Evidence for multiple sites of interaction between IL-12 and its receptor

Publication

Evidence for multiple sites of interaction between IL-12 and its receptor

Journal Paper/Review - Oct 31, 1996

Presky D H, Minetti L J, Gillessen Sommer Silke, Gubler U, Chizzonite R, Stern A S, Gately M K

Units

Medizinische Onkologie und Hämatologie

PubMed

8958964

Citation

Presky D, Minetti L, Gillessen Sommer S, Gubler U, Chizzonite R, Stern A, Gately M. Evidence for multiple sites of interaction between IL-12 and its receptor.

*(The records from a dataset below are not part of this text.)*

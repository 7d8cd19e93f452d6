use std::fmt::{Display, Formatter};

use crate::error::{Error, Result};

pub const MESSAGE_CONSTRAINTS: &str = "Tags should be alphanumeric segments joined by single \
hyphens, without a leading or trailing hyphen.";

pub const MAX_LENGTH: usize = 30;

#[derive(Debug, Clone, PartialEq, Eq, Hash, PartialOrd, Ord)]
pub struct Tag(String);

#[must_use]
pub fn is_valid(text: &str) -> bool {
    text.split('-')
        .all(|segment| !segment.is_empty() && segment.chars().all(|c| c.is_ascii_alphanumeric()))
}

impl Tag {
    /// # Errors
    ///
    /// Returns [`Error::TagTooLong`] for tags over [`MAX_LENGTH`] characters and
    /// [`Error::InvalidTag`] for any other malformed tag.
    pub fn parse(text: &str) -> Result<Self> {
        let text = text.trim();
        let length = text.chars().count();
        if length > MAX_LENGTH {
            return Err(Error::TagTooLong {
                tag: text.to_string(),
                length,
            });
        }
        if !is_valid(text) {
            return Err(Error::InvalidTag(text.to_string()));
        }
        Ok(Self(text.to_string()))
    }

    #[must_use]
    pub fn as_str(&self) -> &str {
        &self.0
    }
}

impl Display for Tag {
    fn fmt(&self, formatter: &mut Formatter<'_>) -> std::fmt::Result {
        write!(formatter, "[{}]", self.0)
    }
}
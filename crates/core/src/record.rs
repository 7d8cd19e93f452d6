use std::fmt::{Display, Formatter};

use indexmap::IndexSet;
use itertools::Itertools;

use crate::fields::{Address, Email, Name, Phone, Remark, Status, Tag};

/// Text shown in place of a field that has no value.
pub const ABSENT_PLACEHOLDER: &str = "-";

/// A tracked job application.
///
/// Two records are the *same application* when their names match ignoring
/// case (see [`Record::is_same`]); the remaining fields only matter for full
/// equality.
#[derive(Debug, Clone, PartialEq, Eq)]
pub struct Record {
    pub name: Name,
    pub phone: Option<Phone>,
    pub email: Option<Email>,
    pub address: Option<Address>,
    pub remark: Option<Remark>,
    pub status: Status,
    pub tags: IndexSet<Tag>,
}

impl Record {
    /// A record carrying only a name; every other field takes its
    /// placeholder value.
    #[must_use]
    pub fn named(name: Name) -> Self {
        Self {
            name,
            phone: None,
            email: None,
            address: None,
            remark: None,
            status: Status::default(),
            tags: IndexSet::new(),
        }
    }

    #[must_use]
    pub fn is_same(&self, other: &Record) -> bool {
        self.name == other.name
    }

    #[must_use]
    pub fn with_status(&self, status: Status) -> Self {
        Self {
            status,
            ..self.clone()
        }
    }
}

fn or_placeholder<T: Display>(value: Option<&T>) -> String {
    value.map_or_else(|| ABSENT_PLACEHOLDER.to_string(), ToString::to_string)
}

impl Display for Record {
    fn fmt(&self, formatter: &mut Formatter<'_>) -> std::fmt::Result {
        write!(
            formatter,
            "{} | Status: {} | Phone: {} | Email: {} | Address: {} | Remark: {}",
            self.name,
            self.status,
            or_placeholder(self.phone.as_ref()),
            or_placeholder(self.email.as_ref()),
            or_placeholder(self.address.as_ref()),
            or_placeholder(self.remark.as_ref()),
        )?;

        if !self.tags.is_empty() {
            write!(formatter, " | Tags: {}", self.tags.iter().join(" "))?;
        }

        Ok(())
    }
}
use log::info;

use crate::error::Result;
use crate::fields::Status;
use crate::index::{Index, IndexList};
use crate::model::RecordCollection;

use super::{check_bounds, CommandResult};

pub const COMMAND_WORD: &str = "status";

pub const MESSAGE_USAGE: &str = "status: Moves the application at the given position of \
the displayed list to another stage.\n\
Parameters: INDEX s/STATUS\n\
Example: status 2 s/hr-interview";

#[derive(Debug, Clone, PartialEq, Eq)]
pub struct StatusCommand {
    index: Index,
    status: Status,
}

impl StatusCommand {
    #[must_use]
    pub fn new(index: Index, status: Status) -> Self {
        Self { index, status }
    }

    #[must_use]
    pub fn index(&self) -> Index {
        self.index
    }

    #[must_use]
    pub fn status(&self) -> Status {
        self.status
    }

    pub(crate) fn execute(&self, model: &mut dyn RecordCollection) -> Result<CommandResult> {
        let target = {
            let displayed = model.displayed();
            check_bounds(&IndexList::from([self.index]), displayed.len())?;
            displayed[self.index.zero_based()].clone()
        };

        info!(
            "Moving application {} from {} to {}",
            target.name, target.status, self.status
        );
        model.replace(&target, target.with_status(self.status));

        Ok(CommandResult::completed(format!(
            "Updated status of {}: {} -> {}",
            target.name, target.status, self.status
        )))
    }
}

Annals of the New York Academy of Sciences 1996; 795:390-3.

Type

Journal Paper/Review (English)

Journal

Annals of the New York Academy of Sciences 1996; 795

Publication Date

Oct 31, 1996

Issn Print

0077-8923

Pages

390-3

Brief description/objective

We have previously described the identification of a protein, now designated IL-12R beta 1, that binds 125I-huIL-12 with a Kd of about 10 nM, corresponding to the low affinity 125I-huIL-12 binding sites seen on PHA-activated human lymphoblasts. Using expression cloning techniques, we have recently identified an additional IL-12-binding protein subunit, IL-12R beta 2, which binds 125I-huIL-12 with a Kd of about 5 nM when expressed alone in COS-7 cells. Coexpression of IL-12R beta 1 and IL-12R beta 2 in COS-7 cells results in formation of two classes of 125 I-huIL-12-binding sites with Kds of about 50 pM and 5 nM. Mouse IL-12 p40 subunit homodimer (mo(p40)2) blocked 125I-huIL-12 binding to human IL-12R beta 1, but did not inhibit binding to human IL-12R beta 2. In contrast, anti-huIL-12 monoclonal antibody 20C2, which does not block 125I-huIL-12 binding to human IL-12R beta 1, completely blocked binding to human IL-12R beta 2. These results demonstrate that two classes of IL-12 inhibitors, one that primarily blocks IL-12/IL-12R beta 1 interaction (e.g., mo(p40)2), and one that primarily blocks IL-12/IL-12R beta 2 interaction (e.g., 20C2), can be identified.